I think newer sound cards allow detection of whether speakers are 
plugged in, etc.
But I was only addressing misconfigured systems with incorrect ALSA 
configuration files (for surround51 ALSA device).
It is hard to imaging that this can be auto-detected.
I think the problem is usually considered a Linux Distribution 
configuration script bug.

>> (3)
>> ALSA now always configures the sound card to 48000Hz.
>> So, Helix's ALSA audio device _CheckFormat() code now forces Helix 
>> client
>> to use 48000Hz.
>>
>> However, a user could change the "AlsaVaryingSampleRate" preference 
>> entry
>> in the following file like this:
>> ~/.config/real/realplayerrc or ~/.helix/HelixSDK_10_0:
>>    AlsaVaryingSampleRate=1
>>
>> With this, the previous player behavior is preserved to use whatever
>> sample rate ALSA plug layer is accepting. ALSA's plug layer would
>> then resample to 48000Hz before sending it to the device.
>
> We should give this some thought, it basically comes down to deciding
> where we want the re-sampling to occur (for all non-48Khz content). Do
> we want the engine to do it or do we want the audio device to do it?

PulseAudio is implementing this in its sound server. It is supposed to 
be high-quality implementation.
So, I think there is a choice of Helix engine doing it, or letting 
PulseAudio doing it.
It is something to investigate.
I think there are cool things that we can do with PulseAudio, but we 
need to spend more time working on ALSA and PulseAudio device code.

> [I assume that if we ask ALSA to open up at 22Khz it will say 'OK' but
> re-sample to 48Khz anyway.]
>
> If ALSA will take our, for example, 22Khz content, will it resample in
> hardware or some software layer? Can we tell? 

I think the trend is doing it in software. PulseAudio is doing software 
mixing in software only. I'm extrapolating it to software resampling, 
but I don't know for sure if that is valid.

PulseAudio Software-only Mixing:
http://mail.gnome.org/archives/desktop-devel-list/2007-October/msg00136.html
Lennart Poettering <mzerqung@0pointer.de> (one of the main PulseAudio 
developers):

    Hardware mixing is obsolete technology.
    Mixing audio on the CPU is cheap and usually done with better and
    more reliable quality.
    HW mixing is dead technology.
    It's out of fashion, made redundant by stuff that nowadays is
    available in the CPU: MMX, SSE.

    Using hw mixing imposes a greater burden on your USB, PCI busses,
    might generate more IRQs.
    The place to do mixing is nowadays the CPU -- it's one of the
    reasons MMX, SSE where added to the CPU in the first place.

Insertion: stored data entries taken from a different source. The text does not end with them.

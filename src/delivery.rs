//! Delivery channel abstraction.
//!
//! The queue never knows how a message physically reaches its recipient.
//! It hands the rendered content to a [`DeliveryChannel`] and classifies
//! whatever comes back.

use async_trait::async_trait;
use chrono::{DateTime, Utc};
use serde::{Deserialize, Serialize};
use thiserror::Error;
use tracing::info;
use uuid::Uuid;

/// Proof that a delivery attempt succeeded.
#[derive(Debug, Clone, PartialEq, Serialize, Deserialize)]
pub struct DeliveryReceipt {
    /// Identifier assigned by the delivery provider, if any
    pub provider_id: Option<String>,
    pub delivered_at: DateTime<Utc>,
}

/// Failure reported by a delivery channel.
///
/// Only the reason text is carried; retry classification works on it.
#[derive(Debug, Clone, PartialEq, Eq, Error, Serialize, Deserialize)]
#[error("{reason}")]
pub struct DeliveryError {
    pub reason: String,
}

impl DeliveryError {
    pub fn new(reason: impl Into<String>) -> Self {
        Self {
            reason: reason.into(),
        }
    }
}

/// Trait for delivery channel implementations.
///
/// Each call is exactly one attempt. Implementations must not retry
/// internally; the queue owns retry decisions.
#[async_trait]
pub trait DeliveryChannel: Send + Sync {
    async fn deliver(&self, address: &str, content: &str) -> Result<DeliveryReceipt, DeliveryError>;
}

/// A dry-run channel that logs every send and always succeeds.
#[derive(Debug, Default)]
pub struct LogChannel;

#[async_trait]
impl DeliveryChannel for LogChannel {
    async fn deliver(&self, address: &str, content: &str) -> Result<DeliveryReceipt, DeliveryError> {
        let provider_id = Uuid::new_v4().to_string();
        info!(
            address = %address,
            provider_id = %provider_id,
            bytes = content.len(),
            "Delivered message (dry run)"
        );
        Ok(DeliveryReceipt {
            provider_id: Some(provider_id),
            delivered_at: Utc::now(),
        })
    }
}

I *think* ALSA developer even said that there couldn't be hardware 
resampling. This is what he said about ALSA dmix:

Takashi Iwai <tiwai@suse.de>:

    The dmix cannot use the hardware resampling because the hardware
    _is_ running on 48kHz.

I think sound card can only be configured to run with a sampling rate 
(when it is initialized) in order to take that sampling rate. Other than 
that, software has to perform resampling for the hardware.

That is what I know anyway.

> Since we have tighter control over our engines re-sampling, then 
> perhaps that is the route we should take 

:-)

Sound good.

-- 
Daniel Yek.



> since CPU usage is not too much of a concern anymore
> on desktops (with regard to audio-only playback).
>
>
> Looks good.
> --greg.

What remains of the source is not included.